Thoracic surgery in a tertiary care institute-Our experience of 4 years

Authors : Janso Kollanur, Kevin Abraham Chacko, Vishnu Sharma M, Madhav Kamath M

DOI : 10.18231/j.ijirm.2019.043

Volume : 4

Issue : 3

Year : 2019

Page No : 194-196

Background: Thoracic Surgery is undertaken for a variety of acquired or congenital intra-thoracic lesions. In India majority of elective thoracic surgical procedures include decortication for empyema, lung resection surgery for benign lung diseases like bronchiectasis, Aspergilloma and benign lung tumors and resection of mediastinal tumors. In India operable bronchogenic carcinomas are very few due to delayed diagnosis. In the last few years due to early diagnosis and treatment, incidence of major complications of intra thoracic infection and empyema have decreased in India.

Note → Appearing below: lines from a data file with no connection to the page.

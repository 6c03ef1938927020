use url::Url;

use crate::errors::{RenderError, RenderResult};

/// What to render: the page under `http://localhost:<port>/` and the selector
/// of its loading marker.
#[derive(Clone, Debug, PartialEq, Eq)]
pub struct RenderTarget {
    origin: Url,
    page: String,
    selector: String,
    navigation_url: Url,
}

impl RenderTarget {
    pub fn new(port: u16, page: &str, selector: &str) -> RenderResult<Self> {
        if port == 0 {
            return Err(RenderError::invalid_config("listen port must be non-zero"));
        }
        let selector = selector.trim();
        if selector.is_empty() {
            return Err(RenderError::invalid_config("a readiness selector is required"));
        }

        let origin = Url::parse(&format!("http://localhost:{port}/"))
            .map_err(|err| RenderError::invalid_config(format!("origin url: {err}")))?;
        // the page path is appended to the origin verbatim
        let page = page.trim_start_matches('/').to_string();
        let navigation_url = Url::parse(&format!("{origin}{page}")).map_err(|err| {
            RenderError::invalid_config(format!("page {page:?} does not form a url: {err}"))
        })?;

        Ok(Self {
            origin,
            page,
            selector: selector.to_string(),
            navigation_url,
        })
    }

    pub fn origin(&self) -> &Url {
        &self.origin
    }

    pub fn port(&self) -> u16 {
        self.origin.port().unwrap_or(80)
    }

    pub fn page(&self) -> &str {
        &self.page
    }

    pub fn selector(&self) -> &str {
        &self.selector
    }

    pub fn navigation_url(&self) -> &Url {
        &self.navigation_url
    }
}
use anyhow::Result;
use clap::Parser;
use render_snapshot::{sink_for, Coordinator, RenderConfig, RunSummary};
use tracing::info;
use wd_session::WebDriverConnector;

use super::env::CliArgs;
use super::runtime::{init_logging, load_config};

pub async fn run() -> Result<()> {
    let cli = CliArgs::parse();

    init_logging(&cli.log_level, cli.debug)?;
    info!("Starting render-snapshot v{}", env!("CARGO_PKG_VERSION"));

    let mut config = load_config(cli.config.as_ref()).await?;
    cli.apply_to(&mut config);

    // The error is reported once, by `main`'s return.
    let summary = render(&config).await?;
    info!(
        origin = summary.origin.label(),
        polls = summary.polls.attempts(),
        elapsed = ?summary.polls.elapsed(),
        "Render completed successfully"
    );
    Ok(())
}

async fn render(config: &RenderConfig) -> Result<RunSummary> {
    config.validate()?;
    let target = config.target()?;
    let mode = config.origin_mode()?;
    let connector = WebDriverConnector::new(config.driver_config()?);

    let coordinator = Coordinator::new(connector, config.poll_policy())
        .with_probe_timeout(config.probe_timeout());
    let mut sink = sink_for(config.outfile.as_deref());
    let summary = coordinator.run(&target, &mode, sink.as_mut()).await?;
    Ok(summary)
}
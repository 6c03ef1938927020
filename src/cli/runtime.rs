use std::path::PathBuf;

use anyhow::{Context, Result};
use render_snapshot::RenderConfig;
use tracing_subscriber::{layer::SubscriberExt, util::SubscriberInitExt};

/// Standard output carries the rendered markup, so log lines go to stderr.
pub fn init_logging(level: &str, debug: bool) -> Result<()> {
    let level = if debug {
        tracing::Level::DEBUG
    } else {
        level.parse().context("Invalid log level")?
    };

    tracing_subscriber::registry()
        .with(
            tracing_subscriber::EnvFilter::try_from_default_env()
                .unwrap_or_else(|_| tracing_subscriber::EnvFilter::new(level.to_string())),
        )
        .with(tracing_subscriber::fmt::layer().with_writer(std::io::stderr))
        .init();

    Ok(())
}

pub async fn load_config(config_path: Option<&PathBuf>) -> Result<RenderConfig> {
    let mut config = RenderConfig::load(config_path.map(PathBuf::as_path))
        .await
        .context("Failed to load configuration")?;
    config.apply_env_overrides();
    Ok(config)
}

Objectives of our study were to find out the most commonly performed thoracic surgical procedures and major post operative complications including immediate post-operative mortality in a tertiary care institute.

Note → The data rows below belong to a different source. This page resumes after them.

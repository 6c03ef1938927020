//! `fantoccini`-backed [`BrowserSession`].

use std::future::Future;
use std::sync::atomic::{AtomicBool, Ordering};
use std::time::Instant;

use async_trait::async_trait;
use fantoccini::elements::Element;
use fantoccini::error::CmdError;
use fantoccini::{Client, ClientBuilder, Locator};
use serde_json::{json, Map, Value};
use tokio::sync::Mutex;
use tracing::{debug, info, warn};

use crate::config::DriverConfig;
use crate::error::SessionError;
use crate::ids::ElementId;
use crate::metrics::{SessionMetrics, SessionMetricsSnapshot};
use crate::registry::ElementRegistry;
use crate::service::DriverService;
use crate::session::{BrowserSession, ElementQuery, SessionConnector};

const BASE_CHROME_ARGS: &[&str] = &[
    "--no-sandbox",
    "--disable-gpu",
    "--disable-dev-shm-usage",
    "--disable-extensions",
    "--disable-notifications",
    "--disable-background-networking",
    "--mute-audio",
];

pub struct WebDriverSession {
    client: Client,
    elements: ElementRegistry<Element>,
    service: Mutex<Option<DriverService>>,
    metrics: SessionMetrics,
    closed: AtomicBool,
}

impl WebDriverSession {
    /// Attach to `cfg.webdriver_url`, or spawn a chromedriver and attach to it.
    pub async fn connect(cfg: &DriverConfig) -> Result<Self, SessionError> {
        let (endpoint, mut service) = match &cfg.webdriver_url {
            Some(url) => {
                info!(%url, "using external webdriver endpoint");
                (url.clone(), None)
            }
            None => {
                let service = DriverService::spawn(cfg).await?;
                (service.url().clone(), Some(service))
            }
        };

        let client = match ClientBuilder::native()
            .capabilities(chrome_capabilities(cfg))
            .connect(endpoint.as_str())
            .await
        {
            Ok(client) => client,
            Err(err) => {
                if let Some(service) = service.as_mut() {
                    service.shutdown().await;
                }
                return Err(SessionError::Start(err.to_string()));
            }
        };
        info!(
            endpoint = %endpoint,
            headless = cfg.headless,
            "webdriver session opened"
        );

        Ok(Self {
            client,
            elements: ElementRegistry::new(),
            service: Mutex::new(service),
            metrics: SessionMetrics::default(),
            closed: AtomicBool::new(false),
        })
    }

    pub fn metrics(&self) -> SessionMetricsSnapshot {
        self.metrics.snapshot()
    }

    fn ensure_open(&self) -> Result<(), SessionError> {
        if self.closed.load(Ordering::Acquire) {
            return Err(SessionError::Closed);
        }
        Ok(())
    }

    async fn timed<T, F>(&self, command: F) -> Result<T, CmdError>
    where
        F: Future<Output = Result<T, CmdError>>,
    {
        let start = Instant::now();
        let result = command.await;
        self.metrics.record(start.elapsed(), result.is_ok());
        result
    }

    async fn find_all(&self, query: &ElementQuery) -> Result<Vec<Element>, SessionError> {
        self.ensure_open()?;
        // find-elements answers an absent match with an empty list, which
        // keeps "gone" distinct from a driver-side "no such element" error
        self.timed(self.client.find_all(Locator::Css(query.as_css())))
            .await
            .map_err(map_cmd_error)
    }
}

#[async_trait]
impl BrowserSession for WebDriverSession {
    async fn navigate(&self, url: &str) -> Result<(), SessionError> {
        self.ensure_open()?;
        // handles from the previous document are dead after navigation
        self.elements.clear();
        self.timed(self.client.goto(url)).await.map_err(map_cmd_error)?;
        debug!(url, "navigation returned");
        Ok(())
    }

    async fn query(&self, query: &ElementQuery) -> Result<Option<ElementId>, SessionError> {
        let mut found = self.find_all(query).await?;
        if found.is_empty() {
            return Ok(None);
        }
        Ok(Some(self.elements.register(query, found.swap_remove(0))))
    }

    async fn count_matches(&self, query: &ElementQuery) -> Result<usize, SessionError> {
        Ok(self.find_all(query).await?.len())
    }

    async fn property(
        &self,
        element: ElementId,
        name: &str,
    ) -> Result<Option<String>, SessionError> {
        self.ensure_open()?;
        let handle = self
            .elements
            .get(&element)
            .ok_or(SessionError::UnknownElement(element))?;
        self.timed(handle.prop(name)).await.map_err(map_cmd_error)
    }

    async fn close(&self) -> Result<(), SessionError> {
        if self.closed.swap(true, Ordering::AcqRel) {
            return Ok(());
        }
        self.elements.clear();
        let result = self
            .client
            .clone()
            .close()
            .await
            .map_err(|err| SessionError::Transport(err.to_string()));
        if let Some(mut service) = self.service.lock().await.take() {
            service.shutdown().await;
        }
        let snapshot = self.metrics.snapshot();
        info!(
            commands = snapshot.commands,
            failures = snapshot.command_failures,
            average_latency = ?snapshot.average_latency(),
            "webdriver session closed"
        );
        result
    }
}

/// Builds [`WebDriverSession`]s from a fixed driver configuration.
#[derive(Clone, Debug)]
pub struct WebDriverConnector {
    cfg: DriverConfig,
}

impl WebDriverConnector {
    pub fn new(cfg: DriverConfig) -> Self {
        Self { cfg }
    }

    pub fn config(&self) -> &DriverConfig {
        &self.cfg
    }
}

#[async_trait]
impl SessionConnector for WebDriverConnector {
    type Session = WebDriverSession;

    async fn connect(&self) -> Result<Self::Session, SessionError> {
        WebDriverSession::connect(&self.cfg).await
    }
}

pub fn map_cmd_error(err: CmdError) -> SessionError {
    let message = err.to_string();
    if err.is_no_such_element() || message.contains("no such element") {
        return SessionError::NoSuchElement(message);
    }
    match err {
        CmdError::Standard(_) => SessionError::Command(message),
        _ => {
            warn!(error = %message, "webdriver transport error");
            SessionError::Transport(message)
        }
    }
}

/// `goog:chromeOptions` capabilities for the configured display mode.
pub fn chrome_capabilities(cfg: &DriverConfig) -> Map<String, Value> {
    let mut args: Vec<String> = BASE_CHROME_ARGS.iter().map(|arg| arg.to_string()).collect();
    let (width, height) = cfg.window_size;
    args.push(format!("--window-size={width},{height}"));
    if cfg.headless {
        args.push("--headless=new".to_string());
    }

    let mut chrome_opts = Map::new();
    chrome_opts.insert("args".to_string(), json!(args));
    if let Some(binary) = &cfg.browser_binary {
        chrome_opts.insert(
            "binary".to_string(),
            Value::String(binary.to_string_lossy().into_owned()),
        );
    }

    let mut caps = Map::new();
    caps.insert("browserName".to_string(), json!("chrome"));
    caps.insert("goog:chromeOptions".to_string(), Value::Object(chrome_opts));
    if cfg.verbose {
        caps.insert(
            "goog:loggingPrefs".to_string(),
            json!({ "browser": "ALL", "driver": "ALL" }),
        );
    }
    caps
}
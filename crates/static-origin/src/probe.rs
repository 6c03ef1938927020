use std::time::{Duration, Instant};

use tracing::{info, warn};
use url::Url;

use crate::error::OriginError;

#[derive(Clone, Copy, Debug, PartialEq, Eq)]
pub struct ProbeReport {
    pub status: u16,
    pub elapsed: Duration,
}

impl ProbeReport {
    pub fn is_success(&self) -> bool {
        (200..300).contains(&self.status)
    }
}

/// Single GET against `url`.
///
/// Only a transport failure counts as unreachable; any HTTP answer, including
/// an error status, means something is listening.
pub async fn probe(url: &Url, timeout: Duration) -> Result<ProbeReport, OriginError> {
    let client = reqwest::Client::builder()
        .timeout(timeout)
        .build()
        .map_err(OriginError::Client)?;

    let start = Instant::now();
    let response = client
        .get(url.clone())
        .send()
        .await
        .map_err(|source| OriginError::Unreachable {
            url: url.clone(),
            source,
        })?;

    let report = ProbeReport {
        status: response.status().as_u16(),
        elapsed: start.elapsed(),
    };
    if report.is_success() {
        info!(%url, status = report.status, "origin reachable");
    } else {
        warn!(%url, status = report.status, "origin answered probe with a non-success status");
    }
    Ok(report)
}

Methodology: This was a retrospective record based study. All elective thoracic surgeries conducted by the thoracic surgery department at A.J. Institute of Medical Sciences & Research Centre, Mangaluru from August 2011 to July 2015 were included in the study. Cardiovascular surgeries, bowel and esophageal surgeries and all emergency thoracic procedures secondary to trauma were excluded from the study. 

Results: Data analysis was done based on frequency distribution. Total cases were 70 which included 52 males and 18 Females. Male to Female ratio was 3:1. Most common surgical procedure was decortication for empyema, 17 cases (24.2%).  Majority of the decortications, 12 cases (70.5%) were right sided. Second most common procedure was Lobectomy, 14 cases (20%). The most common lobe resected was left upper lobe, 7 cases (42.8%). Mediastinal mass lesion excision surgeries were13 (18.6%). There were 6(8.5%) pneumonectomies, all of which were left sided. All pneumonectomies were done for post-tubercular destroyed lung.

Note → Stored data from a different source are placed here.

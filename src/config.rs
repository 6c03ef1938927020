//! Run configuration.
//!
//! Resolution order: built-in defaults, the YAML file, `RENDER_SNAPSHOT_*`
//! environment variables, then command-line flags. Durations in YAML are
//! milliseconds.

use std::path::{Path, PathBuf};
use std::time::Duration;

use serde::{Deserialize, Serialize};
use tokio::fs;
use tracing::{info, warn};
use url::Url;
use wd_session::config::{headless_from_env, resolve_browser_binary, webdriver_url_from_env};
use wd_session::{detect_driver_executable, driver_from_env, DriverConfig};

use crate::coordinator::DEFAULT_PROBE_TIMEOUT;
use crate::errors::{RenderError, RenderResult};
use crate::gate::OriginMode;
use crate::target::RenderTarget;
use crate::wait::{PollPolicy, DEFAULT_MAX_WAIT, DEFAULT_POLL_INTERVAL};

pub const DEFAULT_PORT: u16 = 8084;
pub const LOCAL_CONFIG_PATH: &str = "config/render-snapshot.yaml";

#[derive(Clone, Debug, PartialEq, Eq, Serialize, Deserialize)]
#[serde(default)]
pub struct RenderConfig {
    pub port: u16,
    /// Static root for the local origin.
    pub dir: Option<PathBuf>,
    pub page: String,
    pub selector: String,
    /// Standard output when unset.
    pub outfile: Option<PathBuf>,
    pub external_origin: bool,
    pub probe_timeout_ms: u64,
    pub driver: DriverSettings,
    pub poll: PollSettings,
}

impl Default for RenderConfig {
    fn default() -> Self {
        Self {
            port: DEFAULT_PORT,
            dir: None,
            page: String::new(),
            selector: String::new(),
            outfile: None,
            external_origin: false,
            probe_timeout_ms: millis(DEFAULT_PROBE_TIMEOUT),
            driver: DriverSettings::default(),
            poll: PollSettings::default(),
        }
    }
}

#[derive(Clone, Debug, PartialEq, Eq, Serialize, Deserialize)]
#[serde(default)]
pub struct DriverSettings {
    /// Existing WebDriver endpoint; chromedriver is spawned when unset.
    pub webdriver_url: Option<String>,
    pub chromedriver: Option<PathBuf>,
    pub port: u16,
    pub browser_binary: Option<PathBuf>,
    pub headless: bool,
    pub verbose: bool,
    pub startup_timeout_ms: u64,
}

impl Default for DriverSettings {
    fn default() -> Self {
        let base = DriverConfig::builtin();
        Self {
            webdriver_url: None,
            chromedriver: None,
            port: base.driver_port,
            browser_binary: None,
            headless: base.headless,
            verbose: base.verbose,
            startup_timeout_ms: millis(base.startup_timeout),
        }
    }
}

#[derive(Clone, Debug, PartialEq, Eq, Serialize, Deserialize)]
#[serde(default)]
pub struct PollSettings {
    pub interval_ms: u64,
    pub max_wait_ms: Option<u64>,
    pub max_polls: Option<u64>,
    /// Ignore both bounds and poll until the marker disappears.
    pub unbounded: bool,
}

impl Default for PollSettings {
    fn default() -> Self {
        Self {
            interval_ms: millis(DEFAULT_POLL_INTERVAL),
            max_wait_ms: Some(millis(DEFAULT_MAX_WAIT)),
            max_polls: None,
            unbounded: false,
        }
    }
}

pub fn millis(duration: Duration) -> u64 {
    u64::try_from(duration.as_millis()).unwrap_or(u64::MAX)
}

impl RenderConfig {
    /// Read the YAML file at `explicit`, or the first default location that
    /// exists. Only an explicit path is required to exist.
    pub async fn load(explicit: Option<&Path>) -> RenderResult<Self> {
        let path = match explicit {
            Some(path) => path.to_path_buf(),
            None => match default_config_paths().into_iter().find(|path| path.exists()) {
                Some(path) => path,
                None => {
                    info!("no config file found, using defaults");
                    return Ok(Self::default());
                }
            },
        };

        let content = fs::read_to_string(&path).await.map_err(|err| {
            RenderError::invalid_config(format!("cannot read {}: {err}", path.display()))
        })?;
        let config = Self::from_yaml(&content).map_err(|err| match err {
            RenderError::InvalidConfig(message) => {
                RenderError::invalid_config(format!("{}: {message}", path.display()))
            }
            other => other,
        })?;
        info!("Loaded configuration from: {}", path.display());
        Ok(config)
    }

    pub fn from_yaml(content: &str) -> RenderResult<Self> {
        if content.trim().is_empty() {
            return Ok(Self::default());
        }
        serde_yaml::from_str(content).map_err(|err| RenderError::invalid_config(err.to_string()))
    }

    /// Layer the `RENDER_SNAPSHOT_*` driver variables over file values. The
    /// WebDriver URL is kept raw so that [`validate`](Self::validate) rejects
    /// a malformed one.
    pub fn apply_env_overrides(&mut self) {
        if let Some(url) = webdriver_url_from_env() {
            self.driver.webdriver_url = Some(url);
        }
        if let Some(path) = driver_from_env() {
            self.driver.chromedriver = Some(path);
        }
        if let Some(path) = resolve_browser_binary() {
            self.driver.browser_binary = Some(path);
        }
        if let Some(headless) = headless_from_env() {
            self.driver.headless = headless;
        }
    }

    pub fn validate(&self) -> RenderResult<()> {
        if self.port == 0 {
            return Err(RenderError::invalid_config("listen port must be non-zero"));
        }
        if self.selector.trim().is_empty() {
            return Err(RenderError::invalid_config("a readiness selector is required"));
        }
        if !self.external_origin && self.dir.is_none() {
            return Err(RenderError::invalid_config(
                "a static root directory is required unless the origin is external",
            ));
        }
        if self.poll.interval_ms == 0 {
            return Err(RenderError::invalid_config("poll interval must be non-zero"));
        }
        if self.poll.max_polls == Some(0) {
            return Err(RenderError::invalid_config("max polls must be at least 1"));
        }
        if self.driver.port == 0 {
            return Err(RenderError::invalid_config("driver port must be non-zero"));
        }
        if let Some(raw) = &self.driver.webdriver_url {
            parse_webdriver_url(raw)?;
        }
        Ok(())
    }

    pub fn target(&self) -> RenderResult<RenderTarget> {
        RenderTarget::new(self.port, &self.page, &self.selector)
    }

    pub fn origin_mode(&self) -> RenderResult<OriginMode> {
        if self.external_origin {
            if self.dir.is_some() {
                warn!("--dir is ignored for an external origin");
            }
            return Ok(OriginMode::ExternallyManaged);
        }
        let root = self.dir.clone().ok_or_else(|| {
            RenderError::invalid_config(
                "a static root directory is required unless the origin is external",
            )
        })?;
        Ok(OriginMode::LocallyStarted { root })
    }

    pub fn poll_policy(&self) -> PollPolicy {
        let interval = Duration::from_millis(self.poll.interval_ms);
        if self.poll.unbounded {
            return PollPolicy::unbounded(interval);
        }
        PollPolicy {
            interval,
            max_wait: self.poll.max_wait_ms.map(Duration::from_millis),
            max_polls: self.poll.max_polls,
        }
    }

    pub fn probe_timeout(&self) -> Duration {
        Duration::from_millis(self.probe_timeout_ms)
    }

    pub fn driver_config(&self) -> RenderResult<DriverConfig> {
        let base = DriverConfig::builtin();
        let webdriver_url = self
            .driver
            .webdriver_url
            .as_deref()
            .map(parse_webdriver_url)
            .transpose()?;
        Ok(DriverConfig {
            webdriver_url,
            chromedriver: self
                .driver
                .chromedriver
                .clone()
                .or_else(detect_driver_executable),
            driver_port: self.driver.port,
            browser_binary: self.driver.browser_binary.clone(),
            headless: self.driver.headless,
            verbose: self.driver.verbose,
            startup_timeout: Duration::from_millis(self.driver.startup_timeout_ms),
            window_size: base.window_size,
        })
    }
}

fn parse_webdriver_url(raw: &str) -> RenderResult<Url> {
    Url::parse(raw.trim())
        .map_err(|err| RenderError::invalid_config(format!("webdriver url {raw:?}: {err}")))
}

/// `./config/render-snapshot.yaml`, then the user config directory.
pub fn default_config_paths() -> Vec<PathBuf> {
    let mut paths = vec![PathBuf::from(LOCAL_CONFIG_PATH)];
    if let Some(mut path) = dirs::config_dir() {
        path.push("render-snapshot");
        path.push("config.yaml");
        paths.push(path);
    }
    paths
}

Average post-operative stay in intensive care unit was 2 days. Average post operative hospital stay was 9 days. Immediate post-operative complications occurred in 9 in cases, 4(44.4%), all were due to pulmonary cause. All these patients had hypoxia. Two patients required mechanical ventilation for 3 days. No post-operative mortality was recorded.

Conclusions: In our institution, most common thoracic surgical procedure was decortication. Majority of patients were males. Average hospital stay was 9 days with 2 days post-operative intensive care. There was no post-operative mortality.